If you can understand it by reading the code, please refer to google Colab page.
Probably the simplest pulse waveform would use the difference in the exponential function. Let a be the pulse decay time constant, b be the pulse rise time constant, and A be the amplitude.
python
A \times ( e^{-t/a} - e^{-t/b} )
Call like.
python
#Form a waveform by the difference between two exponential functions
def pulse(a = 1.0, t1 = 1e-3, t2 = 5e-3, dlen=1024, dt = 1e-4):
t = np.linspace(0, dt * (dlen-1), dlen)
y = a * (np.exp(-t/t2) - np.exp(-t/t1) )
return t, y
By default, dlen = 1024 is used to generate 1024 sample data, and the time interval dt = 1e-4 is assumed to be about 0.1 ms. Assuming a rise time of 1ms and a fall time of 5ms with t1 = 1e-3 and t2 = 5e-3.

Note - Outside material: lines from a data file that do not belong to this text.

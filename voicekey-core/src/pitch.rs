//! # Pitch Detection Module
//!
//! This module implements single-pitch detection for a monophonic voice using
//! the YIN algorithm.
//!
//! ## Features
//! - Cumulative mean normalized difference with a guard for silent input
//! - Absolute threshold search with a global-minimum fallback
//! - Parabolic interpolation for sub-sample accuracy on both search paths
//! - Optional FFT-accelerated difference function (see [`crate::fft`])

use std::fmt;

use rustfft::FftPlanner;
use serde::{Deserialize, Serialize};

use crate::fft;
use crate::frame::{AudioFrame, MIN_FRAME_LEN};

/// Dips below this normalized difference are accepted immediately.
pub const DEFAULT_THRESHOLD: f32 = 0.15;

/// The global-minimum fallback is rejected above this value.
pub const DEFAULT_FALLBACK_CEILING: f32 = 0.4;

/// How the YIN difference function is computed.
#[derive(Debug, Clone, Copy, PartialEq, Eq, Default, Serialize, Deserialize)]
#[serde(rename_all = "snake_case")]
pub enum DifferenceMethod {
    /// Plain double loop, O(N²).
    #[default]
    Direct,
    /// Energy terms plus an FFT cross-correlation, O(N log N).
    Fft,
}

/// Tunables for the YIN estimator.
#[derive(Debug, Clone, Copy, PartialEq, Serialize, Deserialize)]
#[serde(default)]
pub struct YinConfig {
    pub threshold: f32,
    pub fallback_ceiling: f32,
    pub method: DifferenceMethod,
}

impl Default for YinConfig {
    fn default() -> Self {
        Self {
            threshold: DEFAULT_THRESHOLD,
            fallback_ceiling: DEFAULT_FALLBACK_CEILING,
            method: DifferenceMethod::Direct,
        }
    }
}

/// Frame-by-frame fundamental frequency estimator.
///
/// Every frame is analysed independently; the only state kept between calls
/// is the FFT planner cache.
pub struct PitchEstimator {
    config: YinConfig,
    planner: FftPlanner<f32>,
}

impl fmt::Debug for PitchEstimator {
    fn fmt(&self, f: &mut fmt::Formatter<'_>) -> fmt::Result {
        f.debug_struct("PitchEstimator")
            .field("config", &self.config)
            .finish_non_exhaustive()
    }
}

impl Default for PitchEstimator {
    fn default() -> Self {
        Self::new(YinConfig::default())
    }
}

impl PitchEstimator {
    pub fn new(config: YinConfig) -> Self {
        Self {
            config,
            planner: FftPlanner::new(),
        }
    }

    pub fn config(&self) -> &YinConfig {
        &self.config
    }

    /// Estimates the fundamental frequency of a frame.
    ///
    /// # Returns
    /// * `Some(frequency)` - Detected frequency in Hz
    /// * `None` - No confident pitch (silence, noise or unvoiced sound)
    pub fn estimate(&mut self, frame: &AudioFrame) -> Option<f32> {
        let signal = frame.samples();
        let diff = match self.config.method {
            DifferenceMethod::Direct => difference_direct(signal),
            DifferenceMethod::Fft => fft::difference_function(&mut self.planner, signal),
        };
        yin_from_difference(diff, frame.sample_rate(), &self.config)
    }
}

/// Runs YIN with the default configuration on a raw slice.
///
/// # Arguments
/// * `signal` - Input audio signal
/// * `sample_rate` - Sample rate in Hz
///
/// # Panics
/// * If `signal` has fewer than [`MIN_FRAME_LEN`] samples or `sample_rate` is zero
pub fn detect_pitch_yin(signal: &[f32], sample_rate: u32) -> Option<f32> {
    assert!(
        signal.len() >= MIN_FRAME_LEN,
        "YIN needs at least {} samples, got {}",
        MIN_FRAME_LEN,
        signal.len()
    );
    assert!(sample_rate > 0, "sample rate must be greater than zero");
    yin_from_difference(difference_direct(signal), sample_rate, &YinConfig::default())
}

/// Steps 2 to 5 of YIN, shared by both difference methods.
fn yin_from_difference(
    mut yin_buffer: Vec<f32>,
    sample_rate: u32,
    config: &YinConfig,
) -> Option<f32> {
    cumulative_mean_normalize(&mut yin_buffer);

    let period = select_lag(&yin_buffer, config.threshold, config.fallback_ceiling)?;
    let period_float = parabolic_interpolation(&yin_buffer, period);

    let frequency = sample_rate as f32 / period_float;
    if frequency.is_finite() && frequency > 0.0 {
        Some(frequency)
    } else {
        None
    }
}

/// `d(τ) = Σ_{i<W} (x[i] − x[i+τ])²` for `τ < W = N/2`.
fn difference_direct(signal: &[f32]) -> Vec<f32> {
    let window = signal.len() / 2;
    let mut diff = vec![0.0; window];
    for (tau, slot) in diff.iter_mut().enumerate().skip(1) {
        let mut sum = 0.0;
        for i in 0..window {
            let delta = signal[i] - signal[i + tau];
            sum += delta * delta;
        }
        *slot = sum;
    }
    diff
}

/// In-place cumulative mean normalization.
///
/// While the running sum is still zero the value is pinned to 1.0, so a
/// silent or constant frame never produces a dip.
fn cumulative_mean_normalize(yin_buffer: &mut [f32]) {
    if yin_buffer.is_empty() {
        return;
    }
    yin_buffer[0] = 1.0;
    let mut running_sum = 0.0;
    for tau in 1..yin_buffer.len() {
        running_sum += yin_buffer[tau];
        if running_sum != 0.0 {
            yin_buffer[tau] *= tau as f32 / running_sum;
        } else {
            yin_buffer[tau] = 1.0;
        }
    }
}

/// Picks the lag of the first dip under `threshold`, or the global minimum
/// if it does not exceed `fallback_ceiling`.
///
/// Once a lag crosses the threshold the search keeps walking while the curve
/// still falls, so the bottom of that dip is returned.
fn select_lag(yin_buffer: &[f32], threshold: f32, fallback_ceiling: f32) -> Option<usize> {
    let len = yin_buffer.len();

    let mut tau = 1;
    while tau < len {
        if yin_buffer[tau] < threshold {
            while tau + 1 < len && yin_buffer[tau + 1] < yin_buffer[tau] {
                tau += 1;
            }
            return Some(tau);
        }
        tau += 1;
    }

    let (best_tau, best_value) = yin_buffer
        .iter()
        .enumerate()
        .skip(1)
        .min_by(|a, b| a.1.partial_cmp(b.1).unwrap_or(std::cmp::Ordering::Equal))?;

    if *best_value <= fallback_ceiling {
        Some(best_tau)
    } else {
        None
    }
}

/// Refines `tau` by fitting a parabola through it and its neighbours.
///
/// Falls back to the integer lag at the edges of the buffer or when the three
/// points are collinear.
fn parabolic_interpolation(yin_buffer: &[f32], tau: usize) -> f32 {
    if tau == 0 || tau + 1 >= yin_buffer.len() {
        return tau as f32;
    }

    let y1 = yin_buffer[tau - 1];
    let y2 = yin_buffer[tau];
    let y3 = yin_buffer[tau + 1];

    let denominator = y1 - 2.0 * y2 + y3;
    if denominator == 0.0 {
        return tau as f32;
    }
    let peak_shift = (y1 - y3) / (2.0 * denominator);
    tau as f32 + peak_shift
}
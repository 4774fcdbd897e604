//! The `listen` command: live capture, console control, session storage.

use std::io::BufRead;
use std::path::Path;
use std::thread;

use anyhow::{bail, Result};
use crossbeam_channel::{select, Receiver};
use tracing::{debug, info, warn};
use voicekey_core::audio::CpalCapture;
use voicekey_core::{Command, Driver, EngineConfig, EngineOutput, NoteEventKind, OperatingMode};

use crate::console::{self, ConsoleInput};
use crate::sessions;

/// State the console needs to resolve toggles.
struct ListenState {
    mode: OperatingMode,
    monitor: bool,
}

pub fn run(config: EngineConfig, sessions_dir: &Path) -> Result<()> {
    let frame_size = config.frame_size;
    let mut state = ListenState {
        mode: config.mode,
        monitor: config.monitor_enabled,
    };

    let driver = Driver::spawn(config, move || CpalCapture::start(frame_size))?;
    let lines = spawn_stdin_reader();

    println!("{}", console::HELP);
    info!(mode = ?state.mode, sessions_dir = %sessions_dir.display(), "listening");

    loop {
        select! {
            recv(lines) -> line => {
                let Ok(line) = line else {
                    debug!("stdin closed");
                    break;
                };
                if line.trim().is_empty() {
                    continue;
                }
                match console::parse_line(&line) {
                    Ok(ConsoleInput::Quit) => break,
                    Ok(ConsoleInput::Help) => println!("{}", console::HELP),
                    Ok(input) => {
                        let command = console::to_command(input, state.mode, state.monitor);
                        if let Some(command) = command {
                            if let Command::SetMonitor(enabled) = command {
                                state.monitor = enabled;
                                println!("monitor {}", if enabled { "on" } else { "off" });
                            }
                            driver.send(command)?;
                        }
                    }
                    Err(message) => println!("{} (type `help`)", message),
                }
            },
            recv(driver.outputs()) -> output => match output {
                Ok(output) => handle_output(output, &mut state, sessions_dir),
                Err(_) => bail!("driver stopped unexpectedly"),
            },
        }
    }

    info!("shutting down");
    for output in driver.shutdown().try_iter() {
        handle_output(output, &mut state, sessions_dir);
    }
    Ok(())
}

fn handle_output(output: EngineOutput, state: &mut ListenState, sessions_dir: &Path) {
    match output {
        EngineOutput::Note(event) => {
            let verb = match event.kind {
                NoteEventKind::Attack => "attack ",
                NoteEventKind::Release => "release",
            };
            println!("{:>9.3}s  {}  {}", event.time, verb, event.label());
        }
        EngineOutput::Meter {
            level,
            frequency,
            cents_deviation,
            armed,
            ..
        } => {
            debug!(level, ?frequency, ?cents_deviation, armed, "meter");
        }
        EngineOutput::ModeChanged {
            previous,
            current,
            voice_routed,
        } => {
            state.mode = current;
            info!(?previous, ?current, voice_routed, "mode changed");
            println!("mode: {:?}", current);
        }
        EngineOutput::SessionComplete(session) => {
            match sessions::save_session(&session, sessions_dir) {
                Ok(path) => println!(
                    "saved {} notes ({:.2}s) to {}",
                    session.notes().len(),
                    session.duration(),
                    path.display()
                ),
                Err(e) => warn!("could not save session {}: {:#}", session.id(), e),
            }
        }
    }
}

/// Forwards stdin lines to a channel; the channel closes at end of input.
fn spawn_stdin_reader() -> Receiver<String> {
    let (sender, receiver) = crossbeam_channel::unbounded();
    let spawned = thread::Builder::new()
        .name("voicekey-stdin".into())
        .spawn(move || {
            for line in std::io::stdin().lock().lines() {
                let Ok(line) = line else { break };
                if sender.send(line).is_err() {
                    break;
                }
            }
        });
    if let Err(e) = spawned {
        warn!("console input unavailable: {}", e);
    }
    receiver
}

If you generate a pulse with this,
It becomes like.
Let's generate a slightly longer pulse.
#Example of adding zero data
t0, y0 = pulse(a = 0, dlen = 100)
t = np.hstack((t,t[-1]+t0))
y = np.hstack((y,y0))
#Amplitude 0.Add 5 pulses
t1, y1 = pulse(a = 0.5, dlen = 1024)
t = np.hstack((t,t[-1]+t1))
y = np.hstack((y,y1))
#Amplitude 0.Add 8 pulses
t1, y1 = pulse(a = 0.8, dlen = 1024)
t = np.hstack((t,t[-1]+t1))
y = np.hstack((y,y1))
#Amplitude 0.Add 3 pulses
t1, y1 = pulse(a = 0.3, dlen = 1024)
t = np.hstack((t,t[-1]+t1))
y = np.hstack((y,y1))
plt.plot(t,y,".")
When this is plotted, it looks like this.